____ Excerpted records

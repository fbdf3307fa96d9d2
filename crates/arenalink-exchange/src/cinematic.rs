//! Client-side gate for cinematic extensions.
//!
//! A `CinematicExtensionMessage` points at behavior content to fetch and
//! attach. Before the client fetches anything it asks the gate, which
//! refuses extensions that arrive past `validUntilEpochMs` and
//! retransmissions of an `exchangeId` already admitted.

use std::collections::HashSet;
use std::time::{SystemTime, UNIX_EPOCH};

use arenalink_protocol::CinematicExtensionMessage;
use tracing::{debug, warn};

use crate::ExchangeError;

/// Remembers which extensions were admitted.
#[derive(Debug, Default)]
pub struct ExtensionGate {
    admitted: HashSet<String>,
}

impl ExtensionGate {
    pub fn new() -> Self {
        Self::default()
    }

    /// Admits `message` if it is still valid at `now_epoch_ms` and its
    /// exchange id is new.
    ///
    /// `now == validUntilEpochMs` is still valid. Refused extensions are
    /// not remembered.
    ///
    /// # Errors
    /// - [`ExchangeError::StaleExtension`] if `now_epoch_ms` is past
    ///   `validUntilEpochMs`
    /// - [`ExchangeError::DuplicateExtension`] if the exchange id was
    ///   admitted before
    pub fn admit_at(
        &mut self,
        message: &CinematicExtensionMessage,
        now_epoch_ms: i64,
    ) -> Result<(), ExchangeError> {
        if message.is_stale_at(now_epoch_ms) {
            let valid_until = message.valid_until_epoch_ms.unwrap_or_default();
            warn!(
                exchange_id = %message.exchange_id,
                valid_until,
                now = now_epoch_ms,
                "stale cinematic extension dropped"
            );
            return Err(ExchangeError::StaleExtension {
                exchange_id: message.exchange_id.clone(),
                valid_until,
                now: now_epoch_ms,
            });
        }
        if !self.admitted.insert(message.exchange_id.clone()) {
            debug!(exchange_id = %message.exchange_id, "duplicate cinematic extension dropped");
            return Err(ExchangeError::DuplicateExtension(
                message.exchange_id.clone(),
            ));
        }

        debug!(
            exchange_id = %message.exchange_id,
            attach_point = %message.attach_point,
            payload_type = %message.payload_type,
            "cinematic extension admitted"
        );
        Ok(())
    }

    /// [`admit_at`](Self::admit_at) against the system clock.
    pub fn admit(&mut self, message: &CinematicExtensionMessage) -> Result<(), ExchangeError> {
        self.admit_at(message, now_epoch_ms())
    }

    /// Forgets an admitted exchange id, e.g. once the cinematic finished
    /// and the id may legitimately be reused.
    pub fn forget(&mut self, exchange_id: &str) -> bool {
        self.admitted.remove(exchange_id)
    }

    pub fn is_admitted(&self, exchange_id: &str) -> bool {
        self.admitted.contains(exchange_id)
    }

    pub fn len(&self) -> usize {
        self.admitted.len()
    }

    pub fn is_empty(&self) -> bool {
        self.admitted.is_empty()
    }
}

/// Milliseconds since the Unix epoch, the clock `validUntilEpochMs` is
/// measured against. A clock set before 1970 reads as 0.
pub fn now_epoch_ms() -> i64 {
    SystemTime::now()
        .duration_since(UNIX_EPOCH)
        .map(|d| i64::try_from(d.as_millis()).unwrap_or(i64::MAX))
        .unwrap_or_default()
}

#[cfg(test)]
mod tests {
    use super::*;

    fn extension(id: &str, valid_until: Option<i64>) -> CinematicExtensionMessage {
        let mut msg = CinematicExtensionMessage::new(id, "combat/finisher", "https://cdn.example/x");
        msg.valid_until_epoch_ms = valid_until;
        msg
    }

    #[test]
    fn test_admit_at_expiry_instant_is_valid() {
        let mut gate = ExtensionGate::new();
        assert!(gate.admit_at(&extension("ex-1", Some(1_000)), 1_000).is_ok());
        assert!(gate.is_admitted("ex-1"));
    }

    #[test]
    fn test_admit_at_duplicate_returns_error() {
        let mut gate = ExtensionGate::new();
        let msg = extension("ex-1", None);
        gate.admit_at(&msg, 0).unwrap();
        assert_eq!(
            gate.admit_at(&msg, 1),
            Err(ExchangeError::DuplicateExtension("ex-1".into()))
        );
    }

    #[test]
    fn test_now_epoch_ms_tracks_system_clock() {
        let before = SystemTime::now()
            .duration_since(UNIX_EPOCH)
            .unwrap()
            .as_millis();
        let now = now_epoch_ms();
        assert!(now > 0);
        assert!(u128::try_from(now).unwrap() >= before);
    }

    #[test]
    fn test_stale_extension_is_not_remembered() {
        let mut gate = ExtensionGate::new();
        assert!(gate.admit_at(&extension("ex-1", Some(10)), 11).is_err());
        assert!(gate.is_empty());
    }

    #[test]
    fn test_forget_allows_reuse() {
        let mut gate = ExtensionGate::new();
        let msg = extension("ex-1", None);
        gate.admit_at(&msg, 0).unwrap();
        assert!(gate.forget("ex-1"));
        assert!(gate.admit_at(&msg, 0).is_ok());
    }

    #[test]
    fn test_admit_uses_system_clock() {
        let mut gate = ExtensionGate::new();
        // Expired in 2001.
        assert!(matches!(
            gate.admit(&extension("old", Some(1_000_000_000_000))),
            Err(ExchangeError::StaleExtension { .. })
        ));
        assert!(gate.admit(&extension("open", None)).is_ok());
    }
}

________

## Work task
Only the lines above, from the first through the one holding "the gate, which", are to be output, and they must be copied exactly.

## Solution
repository fbdf3307fa96d9d2
filename crates/arenalink-exchange/src/cinematic.rs
//! Client-side gate for cinematic extensions.
//!
//! A `CinematicExtensionMessage` points at behavior content to fetch and
//! attach. Before the client fetches anything it asks the gate, which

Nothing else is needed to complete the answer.